== TASK DATA

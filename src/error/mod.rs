//! Error module for QuadBloom.
//!
//! Component errors (`BloomFilterError`, `ConfigError`) convert into the
//! application-level [`QuadBloomError`] through `?`.

use std::fmt::{Display, Formatter};
use thiserror::Error;

use crate::data_structures::bloom_filter::BloomFilterError;

pub mod config;

/// Result type alias used throughout QuadBloom.
pub type QuadBloomResult<T> = Result<T, QuadBloomError>;

/// Core error enum for QuadBloom.
#[derive(Error, Debug)]
pub enum QuadBloomError {
    /// Errors occurring during configuration loading or validation.
    #[error("Configuration error: {0}")]
    Config(#[from] config::ConfigError),

    /// Errors constructing a Bloom filter.
    #[error("Filter error: {0}")]
    Filter(#[from] BloomFilterError),

    /// IO errors that may occur during file operations.
    #[error("IO error: {0}")]
    Io(#[from] std::io::Error),

    /// Serialization errors when rendering reports.
    #[error("Serialization error: {0}")]
    Serialization(#[from] serde_json::Error),

    /// Custom error with message for cases where specific error types are not defined.
    #[error("{0}")]
    Custom(String),
}

/// An error together with the component that produced it.
#[derive(Debug)]
pub struct ErrorContext {
    /// The original error that occurred.
    pub error: QuadBloomError,

    /// The component where the error occurred.
    pub component: String,

    /// Additional context information to help with debugging.
    pub details: Option<String>,
}

impl ErrorContext {
    /// Creates a new error context with the given error and component.
    pub fn new<S: Into<String>>(error: QuadBloomError, component: S) -> Self {
        Self {
            error,
            component: component.into(),
            details: None,
        }
    }

    /// Adds detail information to the error context.
    pub fn with_details<S: Into<String>>(mut self, details: S) -> Self {
        self.details = Some(details.into());
        self
    }
}

impl Display for ErrorContext {
    fn fmt(&self, f: &mut Formatter<'_>) -> std::fmt::Result {
        write!(f, "Error in {}: {}", self.component, self.error)?;
        if let Some(details) = &self.details {
            write!(f, "\nDetails: {details}")?;
        }
        Ok(())
    }
}

/// Sink for reporting errors with context.
pub trait ErrorReporter: Send + Sync + std::fmt::Debug {
    /// Report an error with context.
    fn report(&self, context: &ErrorContext);
}

/// Reports errors through the tracing framework.
#[derive(Default, Debug)]
pub struct TracingErrorReporter;

impl ErrorReporter for TracingErrorReporter {
    fn report(&self, context: &ErrorContext) {
        tracing::error!(
            error = %context.error,
            component = %context.component,
            details = context.details.as_deref().unwrap_or("None"),
            "Error reported"
        );
    }
}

====

Give back the records above, character for character.

== SOLUTION TO THE EXERCISE ==
filename src/error/mod.rs
//! Error module for QuadBloom.
//!
//! Component errors (`BloomFilterError`, `ConfigError`) convert into the
//! application-level [`QuadBloomError`] through `?`.

use std::fmt::{Display, Formatter};
use thiserror::Error;

use crate::data_structures::bloom_filter::BloomFilterError;

pub mod config;

/// Result type alias used throughout QuadBloom.
pub type QuadBloomResult<T> = Result<T, QuadBloomError>;

/// Core error enum for QuadBloom.
#[derive(Error, Debug)]
pub enum QuadBloomError {
    /// Errors occurring during configuration loading or validation.
    #[error("Configuration error: {0}")]
    Config(#[from] config::ConfigError),

    /// Errors constructing a Bloom filter.
    #[error("Filter error: {0}")]
    Filter(#[from] BloomFilterError),

    /// IO errors that may occur during file operations.
    #[error("IO error: {0}")]
    Io(#[from] std::io::Error),

    /// Serialization errors when rendering reports.
    #[error("Serialization error: {0}")]
    Serialization(#[from] serde_json::Error),

    /// Custom error with message for cases where specific error types are not defined.
    #[error("{0}")]
    Custom(String),
}

/// An error together with the component that produced it.
#[derive(Debug)]
pub struct ErrorContext {
    /// The original error that occurred.
    pub error: QuadBloomError,

    /// The component where the error occurred.
    pub component: String,

    /// Additional context information to help with debugging.
    pub details: Option<String>,
}

impl ErrorContext {
    /// Creates a new error context with the given error and component.
    pub fn new<S: Into<String>>(error: QuadBloomError, component: S) -> Self {
        Self {
            error,
            component: component.into(),
            details: None,
        }
    }

    /// Adds detail information to the error context.
    pub fn with_details<S: Into<String>>(mut self, details: S) -> Self {
        self.details = Some(details.into());
        self
    }
}

impl Display for ErrorContext {
    fn fmt(&self, f: &mut Formatter<'_>) -> std::fmt::Result {
        write!(f, "Error in {}: {}", self.component, self.error)?;
        if let Some(details) = &self.details {
            write!(f, "\nDetails: {details}")?;
        }
        Ok(())
    }
}

/// Sink for reporting errors with context.
pub trait ErrorReporter: Send + Sync + std::fmt::Debug {
    /// Report an error with context.
    fn report(&self, context: &ErrorContext);
}

/// Reports errors through the tracing framework.
#[derive(Default, Debug)]
pub struct TracingErrorReporter;

impl ErrorReporter for TracingErrorReporter {
    fn report(&self, context: &ErrorContext) {
        tracing::error!(
            error = %context.error,
            component = %context.component,
            details = context.details.as_deref().unwrap_or("None"),
            "Error reported"
        );
    }
}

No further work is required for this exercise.